US: Chrysler hopes green concepts will cause ENVI

By just-auto.com editorial team | 16 January 2008

Chrysler's Detroit show media opening day cattle drive down the streets of the city grabbed the headlines - but it was a far cry from the sort of environmental message every automaker wants to get across.

But with the blue-collar Dodge Ram pick-up launch out of the way on day one, Chrysler was very definitely back on its green message on day two, with the launch of three alternative power concept cars - one for each of the group's three brands.

The cars are part of an initiative called ENVI - an in-house Chrysler division formed late last year to focus on establishing it as a leader in electric vehicles and other advanced propulsion systems. Headed by Lou Rhodes, ENVI has "an entrepreneurial, small company spirit" that can apply Chrysler's resources to EVs, hybrids and fuel cell cars.
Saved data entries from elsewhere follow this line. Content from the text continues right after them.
use std::path::{Path, PathBuf};

use anyhow::{Context, Result};
use serde::Deserialize;

use lockscan::ignore::IGNORE_FILE_NAME;
use lockscan::resolve::ResolveOptions;

/// Root configuration structure, deserialized from `.lockscan/config.toml`.
#[derive(Debug, Default, Deserialize, PartialEq)]
#[serde(default)]
pub struct Config {
    pub resolution: ResolutionConfig,
    pub resolver: ResolverConfig,
    pub ignore: IgnoreConfig,
}

/// How subprojects without a usable lockfile are handled.
#[derive(Debug, Default, Deserialize, PartialEq)]
#[serde(default)]
pub struct ResolutionConfig {
    /// Run the resolver command for manifests without a lockfile.
    pub allow_dynamic: bool,
    /// Prefer the resolver over the lockfile for Maven and Gradle projects.
    pub prioritize_dependency_graph: bool,
}

#[derive(Debug, Default, Deserialize, PartialEq)]
#[serde(default)]
pub struct ResolverConfig {
    /// Command line of the external resolver.
    pub command: Option<String>,
}

#[derive(Debug, Deserialize, PartialEq)]
#[serde(default)]
pub struct IgnoreConfig {
    /// Ignore file, relative to the project root unless absolute.
    pub file: Option<PathBuf>,
    /// Past this many ignored paths, log a single notice instead of each path.
    /// `0` lists every path.
    pub max_log_list_entries: usize,
}

impl Default for IgnoreConfig {
    fn default() -> Self {
        IgnoreConfig {
            file: None,
            max_log_list_entries: 100,
        }
    }
}

impl Config {
    /// Resolution options after applying command-line flags, which can only
    /// switch features on.
    pub fn resolve_options(&self, allow_dynamic: bool, prioritize: bool) -> ResolveOptions {
        ResolveOptions {
            enable_dynamic_resolution: allow_dynamic || self.resolution.allow_dynamic,
            prioritize_dependency_graph_generation: prioritize
                || self.resolution.prioritize_dependency_graph,
        }
    }

    /// The resolver command, the flag taking precedence over the config.
    pub fn resolver_command<'a>(&'a self, flag: Option<&'a str>) -> Option<&'a str> {
        flag.or(self.resolver.command.as_deref())
            .filter(|cmd| !cmd.trim().is_empty())
    }

    /// The ignore file to load for `project_path`.
    pub fn ignore_file(&self, project_path: &Path, flag: Option<&Path>) -> PathBuf {
        match flag.or(self.ignore.file.as_deref()) {
            Some(file) if file.is_absolute() => file.to_path_buf(),
            Some(file) => project_path.join(file),
            None => project_path.join(IGNORE_FILE_NAME),
        }
    }
}

fn read_config(path: &Path) -> Result<Config> {
    let content = std::fs::read_to_string(path)
        .with_context(|| format!("failed to read config {}", path.display()))?;
    toml::from_str(&content).with_context(|| format!("invalid config {}", path.display()))
}

/// Load the configuration, searching in order:
///
/// 1. `config_override` — path passed via `--config`
/// 2. `<project_path>/.lockscan/config.toml`
/// 3. `~/.config/lockscan/config.toml`
/// 4. Built-in [`Config::default`]
pub fn load_config(project_path: &Path, config_override: Option<&Path>) -> Result<Config> {
    if let Some(path) = config_override {
        return read_config(path);
    }

    let project_config = project_path.join(".lockscan").join("config.toml");
    if project_config.exists() {
        return read_config(&project_config);
    }

    if let Some(home) = dirs::home_dir() {
        let home_config = home.join(".config").join("lockscan").join("config.toml");
        if home_config.exists() {
            return read_config(&home_config);
        }
    }

    Ok(Config::default())
}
ENVI has worked closely with Chrysler's advanced design division, headed by design director Trevor Creed, to apply the alternative power technologies to the three new concept cars, the Dodge ZEO, Chrysler ecoVoyager and Jeep Renegade. Each car has been designed to appeal to specific types of customer - though Chrysler believes all are environmentally responsible.

The Dodge ZEO is designed to appeal to driving enthusiasts who want a clean car without compromising performance. ZEO stands for Zero Emissions Operation, and the four-seater sports car is a pure EV with a 64kW-hour Lithium Ion battery pack giving a 250-mile range, while a 200kW electric motor gives a 0-60mph time of less than 6 seconds.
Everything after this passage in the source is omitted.